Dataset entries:
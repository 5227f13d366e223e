//! Cloud text-to-speech client and local playback.
//!
//! Synthesized audio lands at one fixed path per assistant, overwriting
//! any previous clip; overlapping playback requests are an acknowledged
//! unsafe point and are not guarded. Playback itself is delegated to the
//! platform's default media opener, with a wait proportional to word
//! count standing in for the real clip duration. The generated file is
//! removed once the wait elapses.

use std::path::{Path, PathBuf};
use std::time::Duration;

use base64::engine::general_purpose::STANDARD as BASE64_STANDARD;
use base64::Engine;
use reqwest::Client;
use serde::{Deserialize, Serialize};
use tracing::{debug, warn};

use crate::error::VoiceError;

const BASE_URL: &str = "https://texttospeech.googleapis.com/v1";

/// Client for the cloud text-to-speech service plus local playback.
pub struct SpeechSynthesizer {
    client: Client,
    api_key: String,
    language: String,
    voice: Option<String>,
    audio_path: PathBuf,
    playback_secs_per_word: f64,
    base_url: String,
}

impl SpeechSynthesizer {
    /// Synthesizer writing clips to `<data_dir>/tmp/response.mp3`.
    pub fn new(
        api_key: impl Into<String>,
        language: impl Into<String>,
        voice: Option<String>,
        data_dir: &Path,
        playback_secs_per_word: f64,
    ) -> Self {
        Self {
            client: Client::new(),
            api_key: api_key.into(),
            language: language.into(),
            voice,
            audio_path: data_dir.join("tmp").join("response.mp3"),
            playback_secs_per_word,
            base_url: BASE_URL.to_string(),
        }
    }

    /// Override the endpoint root. Used by tests against a local server.
    pub fn with_base_url(mut self, base_url: impl Into<String>) -> Self {
        self.base_url = base_url.into();
        self
    }

    /// The fixed path synthesized audio is written to.
    pub fn audio_path(&self) -> &Path {
        &self.audio_path
    }

    /// Synthesize `text` to MP3 bytes.
    pub async fn synthesize(&self, text: &str) -> Result<Vec<u8>, VoiceError> {
        let request = SynthesizeRequest {
            input: SynthesisInput {
                text: text.to_string(),
            },
            voice: VoiceSelection {
                language_code: self.language.clone(),
                name: self.voice.clone(),
            },
            audio_config: AudioConfig {
                audio_encoding: "MP3".to_string(),
            },
        };

        let url = format!("{}/text:synthesize?key={}", self.base_url, self.api_key);
        let response = self
            .client
            .post(url)
            .json(&request)
            .send()
            .await
            .map_err(|e| VoiceError::Synthesis(e.to_string()))?;

        if !response.status().is_success() {
            let status = response.status();
            let body = response.text().await.unwrap_or_default();
            return Err(VoiceError::Synthesis(format!("{}: {}", status, body)));
        }

        let parsed: SynthesizeResponse = response
            .json()
            .await
            .map_err(|e| VoiceError::Synthesis(e.to_string()))?;

        BASE64_STANDARD
            .decode(parsed.audio_content)
            .map_err(|e| VoiceError::Synthesis(e.to_string()))
    }

    /// Synthesize and play `text`, blocking for an approximate playback
    /// duration. Failures are logged and swallowed; this never errors.
    pub async fn speak(&self, text: &str) {
        if let Err(e) = self.speak_inner(text).await {
            warn!(error = %e, "Text-to-speech failed");
        }
    }

    async fn speak_inner(&self, text: &str) -> Result<(), VoiceError> {
        let audio = self.synthesize(text).await?;

        if let Some(parent) = self.audio_path.parent() {
            std::fs::create_dir_all(parent)?;
        }
        std::fs::write(&self.audio_path, audio)?;

        open_with_default_player(&self.audio_path)?;

        let delay = playback_delay(text, self.playback_secs_per_word);
        debug!(secs = delay.as_secs_f64(), "Waiting out approximate playback");
        tokio::time::sleep(delay).await;

        // Remove the generated clip once playback should be done.
        if let Err(e) = std::fs::remove_file(&self.audio_path) {
            warn!(path = %self.audio_path.display(), error = %e, "Failed to remove audio clip");
        }
        Ok(())
    }
}

/// Word-count heuristic standing in for the real clip duration.
pub fn playback_delay(text: &str, secs_per_word: f64) -> Duration {
    let words = text.split_whitespace().count();
    Duration::from_secs_f64(words as f64 * secs_per_word)
}

/// Hand the clip to the platform's default media opener, detached.
fn open_with_default_player(path: &Path) -> Result<(), VoiceError> {
    #[cfg(target_os = "windows")]
    let mut command = {
        let mut c = std::process::Command::new("cmd");
        c.args(["/C", "start", ""]).arg(path);
        c
    };
    #[cfg(target_os = "macos")]
    let mut command = {
        let mut c = std::process::Command::new("open");
        c.arg(path);
        c
    };
    #[cfg(not(any(target_os = "windows", target_os = "macos")))]
    let mut command = {
        let mut c = std::process::Command::new("xdg-open");
        c.arg(path);
        c
    };

    command
        .spawn()
        .map(|_| ())
        .map_err(|e| VoiceError::Synthesis(format!("failed to launch player: {}", e)))
}

#[derive(Serialize)]
struct SynthesizeRequest {
    input: SynthesisInput,
    voice: VoiceSelection,
    #[serde(rename = "audioConfig")]
    audio_config: AudioConfig,
}

#[derive(Serialize)]
struct SynthesisInput {
    text: String,
}

#[derive(Serialize)]
#[serde(rename_all = "camelCase")]
struct VoiceSelection {
    language_code: String,
    #[serde(skip_serializing_if = "Option::is_none")]
    name: Option<String>,
}

#[derive(Serialize)]
#[serde(rename_all = "camelCase")]
struct AudioConfig {
    audio_encoding: String,
}

#[derive(Deserialize)]
#[serde(rename_all = "camelCase")]
struct SynthesizeResponse {
    audio_content: String,
}

#[cfg(test)]
mod tests {
    use super::*;

    #[test]
    fn test_playback_delay_scales_with_word_count() {
        let delay = playback_delay("please drink more water today", 0.3);
        assert!((delay.as_secs_f64() - 1.5).abs() < 1e-9);
    }

    #[test]
    fn test_playback_delay_empty_text() {
        assert_eq!(playback_delay("", 0.3), Duration::ZERO);
        assert_eq!(playback_delay("   ", 0.3), Duration::ZERO);
    }

    #[test]
    fn test_playback_delay_ignores_extra_whitespace() {
        let a = playback_delay("one  two\tthree", 0.3);
        let b = playback_delay("one two three", 0.3);
        assert_eq!(a, b);
    }

    #[test]
    fn test_audio_path_is_fixed_under_data_dir() {
        let dir = tempfile::tempdir().unwrap();
        let synth = SpeechSynthesizer::new("key", "en-US", None, dir.path(), 0.3);
        assert_eq!(
            synth.audio_path(),
            dir.path().join("tmp").join("response.mp3")
        );
    }

    #[test]
    fn test_voice_selection_omits_empty_name() {
        let selection = VoiceSelection {
            language_code: "en-US".to_string(),
            name: None,
        };
        let json = serde_json::to_string(&selection).unwrap();
        assert_eq!(json, r#"{"languageCode":"en-US"}"#);
    }

    #[tokio::test]
    async fn test_speak_swallows_synthesis_failure() {
        let dir = tempfile::tempdir().unwrap();
        let synth = SpeechSynthesizer::new("key", "en-US", None, dir.path(), 0.0)
            .with_base_url("http://127.0.0.1:9/v1");
        // Unreachable endpoint: speak must return without error or panic.
        synth.speak("hello there").await;
        assert!(!synth.audio_path().exists());
    }
}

▶ Action item
From the data above, report how many lines include the string "parsed". The number alone will do.

▶ Exercise response
2